Ref: Evaluation on: Transfluthrin Use as a Public Hygiene Insecticide. September 1997. Prepared by: the UK Health and Safety Executive, Biocides & Pesticides Assessment Unit, Magdalen House, Stanley Precinct, Bootle, Merseyside L20 3QZ. Available from: Department for Environment, Food and Rural Affairs, Pesticides Safety Directorate, Mallard House, Kings Pool, 3 Peasholme Green, York YO1 7PX. UK.
Also at
http://www.pesticides.gov.uk/citizen/evaluations/165_confirm-box.htm
Note: This was transcribed from the copy available on the web. While one can easily read this report on the web, the report is inaccessible, or locked, to any attempt to copy it. Any errors are mine. EC.

Trifloxystrobin - Fungicide - CAS No. 141517-21-7

-- Short term toxicity. Target / critical effect: Decreased bodyweight & food consumption. Liver: increased weight, hepatocellular hypertrophy and necrosis. Kidney: increased weight and acute tubular lesions. Pancreas: atrophy. Lowest relevant oral NOAEL / NOEL: 90-day rat: 100 ppm (6.4 mg/kg bw/day) Lowest relevant dermal NOAEL / NOEL: 28-day rat: 100 mg/kg bw/day Lowest relevant inhalation NOAEL / NOEL: No study - not required
-- Long term toxicity and carcinogenicity. Target / critical effect: Decreased bodyweight & food consumption. Liver: increased weight, hepatocellular hypertrophy, fatty change and necrosis. Kidney: increased weight. Lowest relevant NOAEL: 2-yr rat: 250 ppm (9.8 mg/kg bw/day) Carcinogenicity: No carcinogenic potential

Ref: Review report for the active substance trifloxystrobin. Trifloxystrobin.
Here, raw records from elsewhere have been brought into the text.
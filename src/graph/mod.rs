//! Core graph implementation
//!
//! This module implements the directed, weighted graph:
//! - Nodes identified by any hashable, comparable value
//! - Directed edges kept in insertion-ordered adjacency lists
//! - Optional per-edge weights (default 1)
//! - Nodes + links serialization

pub mod serialization;
pub mod store;
pub mod types;

// Re-export main types
pub use serialization::{GraphError, GraphResult, LinkRecord, NodeRecord, SerializedGraph};
pub use store::Graph;
pub use types::{EdgeKey, NodeId, Weight, DEFAULT_WEIGHT};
SANCO/4339/2000-Final. 7 April 2003. Finalised in the [European Commission] Standing Committee on the Food Chain and Animal Health at its meeting on 15 April 2003 in view of the inclusion of trifloxystrobin in Annex I of Directive 91/414/EEC.
http://www.fluorideaction.org/pesticides/trifloxystrobin.eu.april.03.pdf

Trifloxysulfuron-sodium - Herbicide - CAS No. 199119-58-9

-- In a 2-year chronic toxicity and carcinogenicity study, rats were fed diets containing trifloxysulfuron-sodium that resulted in average (sexes combined) daily test substance intakes of 0, 2.08, 22.0, 91.0 or 464 mg/kg/day... At terminal sacrifice, the testes to body weight ratio was increased by 19% in the 464 mg/kg/day group. Microscopical examination revealed a non-dose responsive increase in the incidence of kidney tubular atrophy in the two top dose groups of female rats, and an increase in Leydig cell hyperplasia in high dose males only. Both treatment-related lesions occurred late in age/ treatment, and were not seen in animals sacrificed in the initial year of the study... In conclusion, the MTD was reached or exceeded at 464 mg/kg/day for the 2-year rat feeding study. The NOAEL in males was 82.6 mg/kg/day based on the increased incidence of Leydig cell hyperplasia, and 23.7 mg/kg/day in females based on the increased incidence of kidney tubular atrophy. There was no evidence of a carcinogenic effect after 2 years of treatment with trifloxysulfuron-sodium in rats.
Ref: Federal Register: March 21, 2003. Trifloxysulfuron-sodium; Notice of Filing a Pesticide Petition to Establish a Tolerance for a Certain Pesticide Chemical in or on Food.
http://www.fluoridealert.org/pesticides/trifloxysulfuron-s.mar21.03.htm

Triflumizole - Fungicide - CAS No. 68694-11-1

-- Reproduction and fertility effects (rat): Reproductive NOAEL = not identified LOAEL = 3.5 mg/kg/ day based on increased gestation length in P. Offspring NOAEL = 8.5 mg/kg/ day LOAEL = 21 mg/kg/ day based on decreased pup body weight, survival indices, and litter sizes and a slight increased incidence of hydronephrosis in F1a pups.
Ref: Federal Register: June 12, 2002. Triflumizole; Pesticide Tolerance. Final Rule. http://www.fluoridealert.org/pesticides/triflumizole.fr.june12.2002.htm

-- Chronic feeding/oncogenicity studies were conducted in both the rat and mouse. The chronic feeding study in the rat suggests that the liver is the main target organ with the ovary and kidney as secondary target organs...
-- A 2-year feeding/oncogenicity study with Sprague-Dawley rats was conducted. Rats were fed 0, 5, 20 or 80 mg/kg/day doses of triflumizole equivalent to 0, 100, 400 and 1600 ppm triflumizole for 104 weeks with an interim sacrifice at 52 weeks. Numerous organ weights, clinical chemistry and hematology parameters and microscopic changes indicate the main target organ is the liver, with fatty vacuolization and periacinar hepatic hypertrophy seen at all dose levels tested. Ovarian organ weights as well as well-developed follicles indicate the ovary as a target. Kidney weights were affected as well with increased cortical cysts seen in the kidneys of mid and high dose animals. The NOEL is greater than 100 ppm, based on fatty vacuolization and periacinar hepatic hypertrophy seen at all dose levels tested. An increase in tumor incidence was not noted in any treatment groups.
Ref: Ref: EPA Pesticide Fact Sheet September 1991. Triflumizole (Terraguard, Procure).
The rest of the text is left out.